The Liberal Democrat MP Sarah Olney, who voted against the bill, worried that this might encourage doctors to recommend death over life. “There is a very grave risk that the most ethical person, if offered money to carry out an action that they are inclined to carry out anyway, that is part of their professional practice—there is a risk that those incentives drive behaviour that that leads to worse outcomes for patients, specifically in relation to assisted dying.”
25th March
11am
The bill’s main opponent, Danny Kruger, has opened the debate on the last day of the committee. He argues if the bill is adopted it will undermine the whole purpose of the NHS.
“I do put it to the committee that it’s a hard thing to do—to take a red pen to Bevan’s legacy, to fundamentally change the NHS, designed to secure improvement in the physical and mental health of the people of England and Wales, dedicated to prevention, diagnosis, achieving wellness—and to include, to add into that founding clause of the NHS, the words “and to end the lives of terminally ill people.”
“So I’ll be blunter than the drafters have been. This clause changes the NHS from the National Health Service to the National Health and Assisted Suicide Service. That is the direct implication of the clause that we are debating.
“Furthermore, it does so in the same clause that is designed not only to fundamentally alter the National Health Service, but also to enable the private sector to be paid from NHS funds to end the lives of terminally ill people. And not only that, but to do so with the Henry VIII power—so broad as to enable any changes within the NHS, or any law, to facilitate this goal.”
24th March
Kim Leadbeater is hoping the committee stage of her bill will be done and dusted by the end of Tuesday, ahead of the chancellor’s big financial statement on Wednesday—which most MPs will want to be in the chamber for.
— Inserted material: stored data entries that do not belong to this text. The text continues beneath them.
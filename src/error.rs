//! Error types shared across the crate.
//!
//! The feed client and the session never surface these to their callers;
//! they are logged and folded into outcomes. The prediction client and the
//! status store return them directly.

use thiserror::Error;

// ---

/// Failure to get any HTTP response out of the telemetry endpoint.
#[derive(Debug, Error)]
pub enum TransportError {
    // ---
    /// Could not connect to the endpoint.
    #[error("connection failed: {0}")]
    Connect(String),

    /// The request timed out.
    #[error("request timed out")]
    Timeout,

    /// Any other request or body-read failure.
    #[error("request failed: {0}")]
    Request(String),
}

impl From<reqwest::Error> for TransportError {
    fn from(err: reqwest::Error) -> Self {
        // ---
        if err.is_timeout() {
            TransportError::Timeout
        } else if err.is_connect() {
            TransportError::Connect(err.to_string())
        } else {
            TransportError::Request(err.to_string())
        }
    }
}

/// Failure reading or writing the persisted key-value store.
#[derive(Debug, Error)]
pub enum StoreError {
    // ---
    #[error("store I/O failed: {0}")]
    Io(#[from] std::io::Error),

    #[error("store contents are not valid JSON: {0}")]
    Serde(#[from] serde_json::Error),

    #[error("store lock poisoned")]
    Poisoned,
}

/// Errors returned by the prediction service client.
#[derive(Debug, Error)]
pub enum PredictionError {
    // ---
    /// Service answered with a non-success status.
    #[error("prediction service returned status {0}")]
    Status(u16),

    /// Request could not be sent or the body could not be read.
    #[error("prediction request failed: {0}")]
    Http(#[from] reqwest::Error),
}

/// Errors from report generation.
#[derive(Debug, Error)]
pub enum ReportError {
    // ---
    #[error("no data available to export")]
    Empty,

    #[error("failed to write report: {0}")]
    Io(#[from] std::io::Error),
}
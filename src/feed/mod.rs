//! Remote feed client.
//!
//! Fetches a window of readings from the telemetry endpoint, records the
//! call's health outcome exactly once, and never fails: every error becomes
//! either synthetic fallback data (HTTP 400) or an empty, unavailable outcome.

use std::sync::Arc;
use std::time::Instant;

use chrono::Utc;
use serde_json::Value;
use tracing::{debug, error, info, warn};

use crate::health::HealthTracker;
use crate::models::{ApiState, ApiStatus, RawFeedEntry, Reading};
use crate::notice::{self, Notice, NoticeSender};

pub mod fallback;
pub mod transport;

pub use transport::{FeedResponse, FeedTransport, HttpTransport};

// ---

/// Samples requested for a one-day window.
pub const ONE_DAY_SAMPLES: u32 = 20;

/// Samples requested per day for longer windows (one per 30 minutes).
pub const SAMPLES_PER_DAY: u32 = 48;

/// Number of samples to request for a window of `window_days`.
pub fn sample_count(window_days: u32) -> u32 {
    // ---
    match window_days {
        0 | 1 => ONE_DAY_SAMPLES,
        days => days.saturating_mul(SAMPLES_PER_DAY),
    }
}

/// Result of one feed call.
#[derive(Debug, Clone, PartialEq)]
pub enum FeedOutcome {
    // ---
    /// Readings from the feed, most recent first. May be empty.
    Live(Vec<Reading>),

    /// Synthetic readings generated after a 400 response.
    Fallback(Vec<Reading>),

    /// The call failed; no readings.
    Unavailable { reason: String },
}

impl FeedOutcome {
    // ---
    pub fn readings(&self) -> &[Reading] {
        match self {
            FeedOutcome::Live(r) | FeedOutcome::Fallback(r) => r,
            FeedOutcome::Unavailable { .. } => &[],
        }
    }

    pub fn into_readings(self) -> Vec<Reading> {
        match self {
            FeedOutcome::Live(r) | FeedOutcome::Fallback(r) => r,
            FeedOutcome::Unavailable { .. } => Vec::new(),
        }
    }

    pub fn is_synthetic(&self) -> bool {
        matches!(self, FeedOutcome::Fallback(_))
    }
}

pub struct FeedClient {
    transport: Arc<dyn FeedTransport>,
    health: Arc<HealthTracker>,
    notices: NoticeSender,
    /// Successful calls at or above this latency are `degraded`. 0 disables.
    degraded_threshold_ms: u64,
}

impl FeedClient {
    // ---
    pub fn new(
        transport: Arc<dyn FeedTransport>,
        health: Arc<HealthTracker>,
        notices: NoticeSender,
        degraded_threshold_ms: u64,
    ) -> Self {
        Self {
            transport,
            health,
            notices,
            degraded_threshold_ms,
        }
    }

    pub fn health(&self) -> &HealthTracker {
        &self.health
    }

    pub fn notices(&self) -> &NoticeSender {
        &self.notices
    }

    /// Fetch readings covering the last `window_days` days.
    pub async fn fetch_readings(&self, window_days: u32) -> FeedOutcome {
        // ---
        let count = sample_count(window_days);
        info!("Fetching sensor data for the past {} day(s), {} samples", window_days, count);

        let started = Instant::now();
        let result = self.transport.get_feed(count).await;
        let elapsed_ms = started.elapsed().as_millis() as u64;

        let response = match result {
            Ok(response) => response,
            Err(e) => {
                error!("Feed request failed after {}ms: {}", elapsed_ms, e);
                return self.unavailable(elapsed_ms, e.to_string());
            }
        };

        if !response.is_success() {
            error!("Feed request failed with status: {}", response.status);

            if response.status == 400 {
                self.record(ApiState::Offline, elapsed_ms);
                let readings = fallback::generate(count, Utc::now());
                warn!("Feed returned 400, substituting {} synthetic readings", readings.len());
                notice::emit(&self.notices, Notice::UsingFallback { count: readings.len() });
                return FeedOutcome::Fallback(readings);
            }
            return self.unavailable(elapsed_ms, format!("API error: {}", response.status));
        }

        let readings = match parse_feeds(&response.body) {
            Ok(readings) => readings,
            Err(reason) => {
                error!("Unexpected feed response format: {}", reason);
                return self.unavailable(elapsed_ms, reason);
            }
        };

        let state = self.latency_state(elapsed_ms);
        self.record(state, elapsed_ms);

        if readings.is_empty() {
            info!("No sensor readings found in the response");
        } else {
            info!("Received {} readings in {}ms ({})", readings.len(), elapsed_ms, state);
        }
        FeedOutcome::Live(readings)
    }

    /// Most recent reading of the default one-day window.
    pub async fn fetch_latest(&self) -> Option<Reading> {
        self.fetch_readings(1).await.into_readings().into_iter().next()
    }

    fn latency_state(&self, elapsed_ms: u64) -> ApiState {
        // ---
        if self.degraded_threshold_ms > 0 && elapsed_ms >= self.degraded_threshold_ms {
            ApiState::Degraded
        } else {
            ApiState::Online
        }
    }

    fn record(&self, state: ApiState, elapsed_ms: u64) {
        self.health.record(&ApiStatus::new(state, elapsed_ms));
    }

    fn unavailable(&self, elapsed_ms: u64, reason: String) -> FeedOutcome {
        // ---
        self.record(ApiState::Offline, elapsed_ms);
        notice::emit(
            &self.notices,
            Notice::FeedUnavailable {
                reason: reason.clone(),
            },
        );
        FeedOutcome::Unavailable { reason }
    }
}

/// Map a feed body into readings, most recent first.
///
/// Fails when the body is not JSON or lacks a `feeds` array. Individual
/// entries without a valid `created_at` / `entry_id` are skipped.
fn parse_feeds(body: &str) -> Result<Vec<Reading>, String> {
    // ---
    let value: Value =
        serde_json::from_str(body).map_err(|e| format!("response is not JSON: {}", e))?;

    let feeds = value
        .get("feeds")
        .and_then(|f| f.as_array())
        .ok_or_else(|| "response missing 'feeds' array".to_string())?;

    let mut readings = Vec::with_capacity(feeds.len());
    for (i, item) in feeds.iter().enumerate() {
        match serde_json::from_value::<RawFeedEntry>(item.clone()) {
            Ok(entry) => readings.push(entry.to_reading()),
            Err(e) => debug!("Skipping feed entry {}: {} - Raw item: {}", i, e, item),
        }
    }

    // Feed is oldest-first.
    readings.reverse();
    Ok(readings)
}

#[cfg(test)]
mod tests {
    // ---
    use super::*;
    use crate::error::TransportError;
    use crate::store::MemoryStore;
    use async_trait::async_trait;
    use std::sync::Mutex;

    struct Canned {
        response: Mutex<Option<Result<FeedResponse, TransportError>>>,
        requested: Mutex<Vec<u32>>,
    }

    impl Canned {
        fn new(response: Result<FeedResponse, TransportError>) -> Arc<Self> {
            Arc::new(Self {
                response: Mutex::new(Some(response)),
                requested: Mutex::new(Vec::new()),
            })
        }

        fn status(status: u16, body: &str) -> Arc<Self> {
            Self::new(Ok(FeedResponse {
                status,
                body: body.to_string(),
            }))
        }
    }

    #[async_trait]
    impl FeedTransport for Canned {
        async fn get_feed(&self, results: u32) -> Result<FeedResponse, TransportError> {
            self.requested.lock().unwrap().push(results);
            self.response.lock().unwrap().take().expect("one call only")
        }
    }

    fn client(transport: Arc<Canned>, threshold_ms: u64) -> (FeedClient, Arc<MemoryStore>) {
        // ---
        let store = Arc::new(MemoryStore::new());
        let health = Arc::new(HealthTracker::new(store.clone()));
        (FeedClient::new(transport, health, notice::channel(), threshold_ms), store)
    }

    const THREE_ENTRIES: &str = r#"{
        "channel": {"id": 1},
        "feeds": [
            {"created_at": "2025-05-01T10:00:00Z", "entry_id": 1, "field1": "21.5", "field2": "55", "field3": "40.2"},
            {"created_at": "2025-05-01T10:30:00Z", "entry_id": 2, "field1": "22.0", "field2": "54", "field3": "39.8"},
            {"created_at": "2025-05-01T11:00:00Z", "entry_id": 3, "field1": "22.5", "field2": null, "field3": "39.1"}
        ]
    }"#;

    #[test]
    fn test_sample_count() {
        // ---
        assert_eq!(sample_count(1), 20);
        assert_eq!(sample_count(2), 96);
        assert_eq!(sample_count(7), 336);
    }

    #[tokio::test]
    async fn test_live_readings_are_most_recent_first() {
        // ---
        let transport = Canned::status(200, THREE_ENTRIES);
        let (client, _) = client(transport.clone(), 0);

        let outcome = client.fetch_readings(1).await;
        let ids: Vec<u64> = outcome.readings().iter().map(|r| r.entry_id).collect();

        assert!(matches!(outcome, FeedOutcome::Live(_)));
        assert_eq!(ids, vec![3, 2, 1]);
        assert_eq!(outcome.readings()[0].humidity, 0.0);
        assert_eq!(*transport.requested.lock().unwrap(), vec![20]);
        assert_eq!(client.health().current().status, ApiState::Online);
    }

    #[tokio::test]
    async fn test_bad_request_substitutes_fallback() {
        // ---
        let (client, _) = client(Canned::status(400, "bad"), 0);

        let outcome = client.fetch_readings(1).await;
        let readings = outcome.readings();

        assert!(outcome.is_synthetic());
        assert_eq!(readings.len(), 20);
        for pair in readings.windows(2) {
            assert_eq!(
                pair[0].timestamp - pair[1].timestamp,
                chrono::Duration::minutes(30)
            );
        }
        assert_eq!(client.health().current().status, ApiState::Offline);
    }

    #[tokio::test]
    async fn test_server_error_is_unavailable() {
        // ---
        let (client, _) = client(Canned::status(503, ""), 0);

        let outcome = client.fetch_readings(3).await;

        assert_eq!(
            outcome,
            FeedOutcome::Unavailable {
                reason: "API error: 503".to_string()
            }
        );
        assert!(outcome.readings().is_empty());
        assert_eq!(client.health().current().status, ApiState::Offline);
    }

    #[tokio::test]
    async fn test_transport_error_is_unavailable() {
        // ---
        let (client, _) = client(Canned::new(Err(TransportError::Timeout)), 0);
        let mut notices = client.notices.subscribe();

        let outcome = client.fetch_readings(1).await;

        assert!(matches!(outcome, FeedOutcome::Unavailable { .. }));
        assert!(matches!(notices.try_recv(), Ok(Notice::FeedUnavailable { .. })));
        assert_eq!(client.health().current().status, ApiState::Offline);
    }

    #[tokio::test]
    async fn test_missing_feeds_array_is_unavailable() {
        // ---
        for body in [r#"{"channel": {}}"#, r#"{"feeds": {}}"#, "<html>"] {
            let (client, _) = client(Canned::status(200, body), 0);
            let outcome = client.fetch_readings(1).await;

            assert!(matches!(outcome, FeedOutcome::Unavailable { .. }), "body {}", body);
            assert_eq!(client.health().current().status, ApiState::Offline);
        }
    }

    #[tokio::test]
    async fn test_empty_feed_is_live_and_online() {
        // ---
        let (client, _) = client(Canned::status(200, r#"{"feeds": []}"#), 0);

        let outcome = client.fetch_readings(1).await;

        assert_eq!(outcome, FeedOutcome::Live(Vec::new()));
        assert_eq!(client.health().current().status, ApiState::Online);
    }

    #[tokio::test]
    async fn test_malformed_entries_are_skipped() {
        // ---
        let body = r#"{"feeds": [
            {"created_at": "2025-05-01T10:00:00Z", "entry_id": 1, "field1": "20"},
            {"created_at": "yesterday", "entry_id": 2, "field1": "21"},
            {"created_at": "2025-05-01T10:30:00Z", "field1": "21.5"},
            {"created_at": "2025-05-01T11:00:00Z", "entry_id": 3, "field1": "22"}
        ]}"#;
        let (client, _) = client(Canned::status(200, body), 0);

        let ids: Vec<u64> = client
            .fetch_readings(1)
            .await
            .readings()
            .iter()
            .map(|r| r.entry_id)
            .collect();
        assert_eq!(ids, vec![3, 1]);
    }

    #[tokio::test]
    async fn test_slow_success_is_degraded() {
        // ---
        struct Slow;

        #[async_trait]
        impl FeedTransport for Slow {
            async fn get_feed(&self, _results: u32) -> Result<FeedResponse, TransportError> {
                tokio::time::sleep(std::time::Duration::from_millis(20)).await;
                Ok(FeedResponse {
                    status: 200,
                    body: r#"{"feeds": []}"#.to_string(),
                })
            }
        }

        let store = Arc::new(MemoryStore::new());
        let health = Arc::new(HealthTracker::new(store));
        let client = FeedClient::new(Arc::new(Slow), health, notice::channel(), 5);

        client.fetch_readings(1).await;
        let status = client.health().current();

        assert_eq!(status.status, ApiState::Degraded);
        assert!(status.response_time >= 5);
    }

    #[tokio::test]
    async fn test_fetch_latest() {
        // ---
        let (client, _) = client(Canned::status(200, THREE_ENTRIES), 0);
        let latest = client.fetch_latest().await.unwrap();
        assert_eq!(latest.entry_id, 3);
        assert_eq!(latest.temperature, 22.5);
    }
}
There’s a lot to get through before the clock ticks into Wednesday. First up is a debate on Marie Tidball’s amendment, designed to copper-bottom safeguards for disabled people.
The fears of disability campaigners are a central plank of opposition to the bill, so Tidball’s intervention is a big deal. She is herself disabled and was once named one of the UK’s leading disability campaigners. Her proposed new clause would require an annual report on how the act is affecting disabled people.
Alongside other amendments, she said: “So often, control is taken away from disabled people in all sorts of circumstances. I passionately believe in inclusive healthcare for disabled people… and ensuring they have a strong voice in advocating for themselves on that healthcare. My amendments seek to ensure that disabled people who are terminally ill and want this choice can access it safely if they are found to be eligible, and that those who are not eligible or do not want this option are robustly protected and supported to make end-of-life decisions that are right for them.
“My proposed changes to strengthen it further will introduce much-needed regulation, transparency and specialist advocacy support, better protecting a number of groups, including those with learning disabilities, mental health disorders and autism, regardless of what they might ultimately choose.”
But that won’t silence the concerns of many disabled groups who’ve been campaigning against the bill. A new letter from Miro Griffiths—campaigner and disability scholar at Leeds University—alongside other experts in disability, law and medicine, warns of serious risks.
“In our view, Kim Leadbeater’s Bill is beset by issues that would translate into serious public harm, should it be passed into law. We would urge you to reflect on the issues above and vote down the Bill at Third Reading.”
That third reading is expected in mid-May, after the report stage—likely to land on 25th April.